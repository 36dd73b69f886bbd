use std::fs;
use std::io::{self, Write};
use std::path::{Path, PathBuf};

use tempfile::NamedTempFile;
use thiserror::Error;

#[derive(Debug, Error)]
pub enum PersistError {
    #[error("output directory {path:?} missing or not writable: {message}")]
    OutputDir { path: PathBuf, message: String },
    #[error("failed to write {path:?}: {source}")]
    Io {
        path: PathBuf,
        #[source]
        source: io::Error,
    },
}

/// Ensure the content directory exists; create it if missing.
pub fn ensure_output_dir(dir: &Path) -> Result<(), PersistError> {
    let dir_error = |message: String| PersistError::OutputDir {
        path: dir.to_path_buf(),
        message,
    };
    if dir.exists() {
        let meta = fs::metadata(dir).map_err(|e| dir_error(e.to_string()))?;
        if !meta.is_dir() {
            return Err(dir_error("path is not a directory".into()));
        }
    } else {
        fs::create_dir_all(dir).map_err(|e| dir_error(e.to_string()))?;
    }
    // Basic writability probe: try creating a temp file.
    NamedTempFile::new_in(dir).map_err(|e| dir_error(e.to_string()))?;
    Ok(())
}

/// Writes documents into one directory. Each write lands atomically via a
/// temp file and rename, replacing any file of the same name.
#[derive(Debug, Clone)]
pub struct AtomicFileWriter {
    dir: PathBuf,
}

impl AtomicFileWriter {
    pub fn new(dir: PathBuf) -> Self {
        Self { dir }
    }

    pub fn dir(&self) -> &Path {
        &self.dir
    }

    pub fn write(&self, filename: &str, content: &str) -> Result<PathBuf, PersistError> {
        let target = self.dir.join(filename);
        let io_error = |source: io::Error| PersistError::Io {
            path: target.clone(),
            source,
        };

        let mut tmp = NamedTempFile::new_in(&self.dir).map_err(io_error)?;
        tmp.write_all(content.as_bytes()).map_err(io_error)?;
        tmp.flush().map_err(io_error)?;
        tmp.as_file_mut().sync_all().map_err(io_error)?;

        // Replaces an existing file of the same name.
        tmp.persist(&target).map_err(|e| io_error(e.error))?;
        Ok(target)
    }
}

· · ·

Once you have checked each line above for the string "OutputDir", state how many lines contain it and add nothing more.

§ **ANSWER TO THIS EXERCISE**:
2